Bayesian Inference

Revision reference for Bayesian networks, conditional independence, inference, and Naive Bayes.

Intro

Bayesian networks (belief nets, Bayes nets, graphical models): compact representation for reasoning about probabilistic quantities over complex spaces. Complements Bayesian learning from the prior lecture.

Joint Distribution

Joint distribution: probability over all combinations of variables.

Example — storm / lightning / thunder (Atlanta summer, 2 PM):

Lightning

No light.

Storm

0.25

0.40

No storm

0.05

0.30

  • Four mutually exclusive outcomes; probabilities sum to 1.
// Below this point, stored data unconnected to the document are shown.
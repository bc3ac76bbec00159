//! Helper macros for the bridge state machine modules.

/// Generate debug formatting code for a [`SerialPort`](serialport::SerialPort)
/// like struct.
#[macro_export]
macro_rules! debug_fmt_serialport {
    ($port:ident, $f:ident) => {
        $f.debug_tuple("")
            .field(&$port.name())
            .field(&$port.baud_rate())
            .field(&$port.data_bits())
            .field(&$port.stop_bits())
            .field(&$port.parity())
            .field(&$port.flow_control())
    };
}
//! Error taxonomy for the bridge.
//!
//! Initialization and configuration failures are fatal: they abort startup
//! with exit code `1`. Steady-state failures (a channel's readiness wait
//! going bad) are reported and stall the affected channel only; the bridge
//! keeps serving the other side.

use thiserror::Error;

use crate::channel::ChannelRole;

#[derive(Debug, Error)]
pub enum BridgeError {
    /// The channel's serial device could not be opened.
    #[error("failed to open channel {role}: {source}")]
    Init {
        role: ChannelRole,
        source: serialport::Error,
    },

    /// The serial device opened but the fixed configuration (baud rate,
    /// framing, timeouts) could not be applied.
    #[error("failed to configure channel {role}: {source}")]
    Config {
        role: ChannelRole,
        source: serialport::Error,
    },

    /// A channel's wait for incoming data failed; the channel is stalled
    /// until the bridge is restarted.
    #[error("wait for incoming data failed on channel {role}: {source}")]
    Wait {
        role: ChannelRole,
        source: std::io::Error,
    },

    /// The transport handle could not be duplicated for the write side.
    #[error("failed to clone the transport of channel {role}: {source}")]
    Clone {
        role: ChannelRole,
        source: serialport::Error,
    },
}
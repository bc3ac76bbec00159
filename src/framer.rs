//! Incremental assembly of delimited text frames from a raw byte stream.
//!
//! The wire format carries two kinds of frames, distinguished by their start
//! byte:
//!
//!  * **forward** frames: `|` + payload + `|`, relayed to the opposite
//!    channel,
//!  * **log** frames: `!` + payload + line-feed, recorded locally only.
//!
//! There is no length prefix, no checksum and no escaping; a payload
//! containing its own terminator byte ends the frame early. Anything on the
//! wire before a start byte is line noise and is discarded.
//!
//! The [`Framer`] is a byte-at-a-time state machine: feed it one byte per
//! call and it hands back a completed [`Frame`] when the terminator (or the
//! capacity limit) is reached. It never reads ahead and never backtracks,
//! which makes it usable directly on top of a serial port that delivers
//! bytes at its own pace.

use std::mem;

// =============================================================================
// Public Interface
// =============================================================================

/// Fixed capacity of a channel's frame buffer. A frame never grows beyond
/// this many bytes; see [`Frame::is_truncated`].
pub const BUFFER_SIZE: usize = 1024;

/// Start byte (and terminator) of a forward frame.
pub const FORWARD_DELIMITER: u8 = b'|';
/// Start byte of a log frame.
pub const LOG_START: u8 = b'!';
/// Terminator of a log frame.
pub const LOG_TERMINATOR: u8 = b'\n';

/// What the dispatcher should do with a completed frame, derived from its
/// first byte.
#[derive(Debug, Clone, Copy, PartialEq, Eq)]
pub enum FrameKind {
    /// Starts with `|`: relay to the opposite channel (and log it).
    Forward,
    /// Starts with `!`: record locally, never relayed.
    Log,
    /// Anything else: dropped without further processing.
    Unclassified,
}
impl FrameKind {
    /// Classify a frame from its first byte. An empty buffer classifies as
    /// `Unclassified`.
    pub fn classify(bytes: &[u8]) -> FrameKind {
        match bytes.first() {
            Some(&FORWARD_DELIMITER) => FrameKind::Forward,
            Some(&LOG_START) => FrameKind::Log,
            _ => FrameKind::Unclassified,
        }
    }
}

/// One complete delimited message extracted from a channel's byte stream.
///
/// The captured bytes include the start byte and exclude the terminator.
#[derive(Debug, Clone, PartialEq, Eq)]
pub struct Frame {
    bytes: Vec<u8>,
    truncated: bool,
}
impl Frame {
    /// The captured bytes: start byte included, terminator excluded.
    pub fn as_bytes(&self) -> &[u8] {
        &self.bytes
    }

    /// The payload: everything after the start byte.
    pub fn payload(&self) -> &[u8] {
        self.bytes.get(1..).unwrap_or(&[])
    }

    pub fn kind(&self) -> FrameKind {
        FrameKind::classify(&self.bytes)
    }

    /// `true` when the frame hit [`BUFFER_SIZE`] before a terminator was
    /// seen and was force-completed.
    pub fn is_truncated(&self) -> bool {
        self.truncated
    }

    /// Build a frame straight from captured bytes, bypassing the framer.
    #[cfg(test)]
    pub(crate) fn from_captured(bytes: Vec<u8>, truncated: bool) -> Frame {
        Frame { bytes, truncated }
    }

    /// Re-emit the frame in its wire form: start byte, payload and the
    /// terminator matching the frame kind. This is what gets relayed to the
    /// opposite channel for forward frames.
    pub fn to_wire(&self) -> Vec<u8> {
        let terminator = match self.kind() {
            FrameKind::Log => LOG_TERMINATOR,
            _ => FORWARD_DELIMITER,
        };
        let mut wire = Vec::with_capacity(self.bytes.len() + 1);
        wire.extend_from_slice(&self.bytes);
        wire.push(terminator);
        wire
    }
}

/// Byte-at-a-time frame assembler.
///
/// Push bytes with [`push_byte`](Framer::push_byte); every call either
/// returns a completed frame or `None`. After a frame is returned the framer
/// is back in its scan-for-start state, ready for the next frame.
#[derive(Debug)]
pub struct Framer {
    buf: Vec<u8>,
    state: FramerState,
}

// =============================================================================
// Private stuff
// =============================================================================

#[derive(Debug, Clone, Copy, PartialEq, Eq)]
enum FramerState {
    /// Discarding bytes until a start marker (`|` or `!`) is seen.
    ScanForStart,
    /// Accumulating payload bytes until `terminator` or capacity.
    Accumulate { terminator: u8 },
}

impl Framer {
    pub fn new() -> Self {
        Framer {
            buf: Vec::with_capacity(BUFFER_SIZE),
            state: FramerState::ScanForStart,
        }
    }

    /// Feed one byte to the assembler. Returns a completed frame when
    /// `byte` is the terminator of the frame in progress, or when the
    /// accumulated frame reaches [`BUFFER_SIZE`] (truncation).
    ///
    /// The start byte is retained as the first buffer byte; the terminator
    /// is consumed but not stored.
    pub fn push_byte(&mut self, byte: u8) -> Option<Frame> {
        match self.state {
            FramerState::ScanForStart => {
                match byte {
                    FORWARD_DELIMITER => {
                        self.buf.push(byte);
                        self.state = FramerState::Accumulate {
                            terminator: FORWARD_DELIMITER,
                        };
                    }
                    LOG_START => {
                        self.buf.push(byte);
                        self.state = FramerState::Accumulate {
                            terminator: LOG_TERMINATOR,
                        };
                    }
                    // Leading junk before a start marker.
                    _ => {}
                }
                None
            }
            FramerState::Accumulate { terminator } => {
                if byte == terminator {
                    return Some(self.complete(false));
                }
                self.buf.push(byte);
                if self.buf.len() >= BUFFER_SIZE {
                    return Some(self.complete(true));
                }
                None
            }
        }
    }

    fn complete(&mut self, truncated: bool) -> Frame {
        self.state = FramerState::ScanForStart;
        Frame {
            bytes: mem::replace(&mut self.buf, Vec::with_capacity(BUFFER_SIZE)),
            truncated,
        }
    }
}

impl Default for Framer {
    fn default() -> Self {
        Framer::new()
    }
}

// =============================================================================
// Unit Tests
// =============================================================================

#[cfg(test)]
fn feed(framer: &mut Framer, stream: &[u8]) -> Option<Frame> {
    for &b in stream {
        if let Some(frame) = framer.push_byte(b) {
            return Some(frame);
        }
    }
    None
}

#[test]
fn forward_frame_between_delimiters() {
    let mut framer = Framer::new();
    let frame = feed(&mut framer, b"|hello|").unwrap();
    assert_eq!(frame.kind(), FrameKind::Forward);
    assert_eq!(frame.as_bytes(), b"|hello");
    assert_eq!(frame.payload(), b"hello");
    assert!(!frame.is_truncated());
}

#[test]
fn log_frame_until_line_feed() {
    let mut framer = Framer::new();
    let frame = feed(&mut framer, b"!debug\n").unwrap();
    assert_eq!(frame.kind(), FrameKind::Log);
    assert_eq!(frame.payload(), b"debug");
    assert!(!frame.is_truncated());
}

#[test]
fn leading_junk_is_discarded() {
    let mut framer = Framer::new();
    let frame = feed(&mut framer, b"\r\n garbage |ping|").unwrap();
    assert_eq!(frame.payload(), b"ping");
}

#[test]
fn log_frame_may_contain_pipe_bytes() {
    let mut framer = Framer::new();
    let frame = feed(&mut framer, b"!a|b\n").unwrap();
    assert_eq!(frame.kind(), FrameKind::Log);
    assert_eq!(frame.payload(), b"a|b");
}

#[test]
fn forward_frame_ends_at_first_pipe() {
    // No escaping on the wire; an embedded terminator ends the frame early.
    let mut framer = Framer::new();
    let frame = feed(&mut framer, b"|a!b|c|").unwrap();
    assert_eq!(frame.payload(), b"a!b");
}

#[test]
fn empty_payload_frame() {
    let mut framer = Framer::new();
    let frame = feed(&mut framer, b"||").unwrap();
    assert_eq!(frame.kind(), FrameKind::Forward);
    assert_eq!(frame.payload(), b"");
}

#[test]
fn truncates_at_buffer_size_without_terminator() {
    let mut framer = Framer::new();
    let mut stream = vec![FORWARD_DELIMITER];
    stream.extend(std::iter::repeat(b'x').take(2 * BUFFER_SIZE));
    let frame = feed(&mut framer, &stream).unwrap();
    assert_eq!(frame.as_bytes().len(), BUFFER_SIZE);
    assert!(frame.is_truncated());
}

#[test]
fn resets_after_completed_frame() {
    let mut framer = Framer::new();
    assert_eq!(feed(&mut framer, b"|one|").unwrap().payload(), b"one");
    assert_eq!(feed(&mut framer, b"!two\n").unwrap().payload(), b"two");
}

#[test]
fn classification_from_first_byte() {
    assert_eq!(FrameKind::classify(b"|fwd"), FrameKind::Forward);
    assert_eq!(FrameKind::classify(b"!log"), FrameKind::Log);
    assert_eq!(FrameKind::classify(b"xother"), FrameKind::Unclassified);
    assert_eq!(FrameKind::classify(b""), FrameKind::Unclassified);
}

#[test]
fn wire_form_restores_terminator() {
    let mut framer = Framer::new();
    let frame = feed(&mut framer, b"|hello|").unwrap();
    assert_eq!(frame.to_wire(), b"|hello|");
    let frame = feed(&mut framer, b"!note\n").unwrap();
    assert_eq!(frame.to_wire(), b"!note\n");
}
//! Serial port device manipulation.

use log::{debug, info};
use serialport::SerialPort;

use std::time::Duration;

use crate::Settings;

/// How long a single byte read may block before reporting "no data yet".
/// Short enough that the reader workers observe shutdown promptly, long
/// enough to not spin while the line is idle.
const READ_TIMEOUT: Duration = Duration::from_millis(100);

//==============================================================================
// Crate-Public Interface
//==============================================================================

/// Open the serial device at `path`, retrying a few times with a fixed
/// delay to ride out a device that is still enumerating.
pub(crate) fn open_port(
    path: &str,
    settings: &Settings,
) -> Result<Box<dyn SerialPort>, serialport::Error> {
    use retry::{delay, retry_with_index};

    let result = retry_with_index(
        delay::Fixed::from_millis(1000).take(4),
        |index| -> Result<Box<dyn SerialPort>, serialport::Error> {
            debug!("Trying to connect to {} ({})", path, index);
            // Open the port
            let builder = serialport::new(path, settings.baud_rate)
                .data_bits(settings.data_bits)
                .stop_bits(settings.stop_bits)
                .parity(settings.parity)
                .flow_control(settings.flow_control);
            builder.open()
        },
    );
    match result {
        Ok(port) => Ok(port),
        Err(err) => match err {
            retry::Error::Operation {
                error,
                total_delay,
                tries,
            } => {
                info!(
                    "Failed to open {} after {:?} and {} tries: {}",
                    path, total_delay, tries, error,
                );
                Err(error)
            }
            retry::Error::Internal(_) => {
                info!("Internal retry error while opening {}", path);
                Err(serialport::Error::new(
                    serialport::ErrorKind::Unknown,
                    "internal error while retrying to open the port",
                ))
            }
        },
    }
}

/// Apply the line configuration from `settings` to an open port, exactly
/// once. The read timeout is set so that byte reads return promptly with
/// whatever is available instead of waiting for a minimum amount of data.
pub(crate) fn setup_port(
    port: &mut Box<dyn SerialPort>,
    settings: &Settings,
) -> Result<(), serialport::Error> {
    // Configure the port with the values in `settings`. TODO: This is
    // probably temporary until `serialport` configures the port after
    // `open` by itself.
    port.set_baud_rate(settings.baud_rate)?;
    port.set_data_bits(settings.data_bits)?;
    port.set_stop_bits(settings.stop_bits)?;
    port.set_parity(settings.parity)?;
    port.set_flow_control(settings.flow_control)?;
    port.set_timeout(READ_TIMEOUT)?;

    info!(
        "Connected to {} at {} baud",
        port.name().unwrap_or_else(|| "<unnamed>".into()),
        port.baud_rate()?
    );
    debug!("data_bits    : {:#?}", port.data_bits()?);
    debug!("stop_bits    : {:#?}", port.stop_bits()?);
    debug!("parity       : {:#?}", port.parity()?);
    debug!("flow control : {:#?}", port.flow_control()?);

    Ok(())
}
  • Marginalization: sum over unwanted variables. - P(storm) = 0.25 + 0.40 = 0.65; P(¬storm) = 0.35.

  • Conditional probability: P(lightning | storm) = 0.25 / 0.65 ≈ 0.385.

  • P(¬lightning | storm) = 0.40 / 0.65 ≈ 0.615.

  • P(no storm) = 0.05 + 0.30 = 0.35.

Quiz answers (2-variable table):

  • P(¬storm) = 0.05 + 0.30 = 0.35

  • P(lightning | storm) = 0.25 / (0.25 + 0.40) = 5/13 ≈ 0.385

Adding Variables

Each new binary variable doubles the number of entries (2^n for n binary vars). Categorical variables multiply further (e.g., food type ×5). Full joint tables become intractable → factor the distribution via independence structure.

Conditional Independence

Independence: P(X,Y) = P(X)·P(Y) ⟺ P(X|Y) = P(X) for all x, y.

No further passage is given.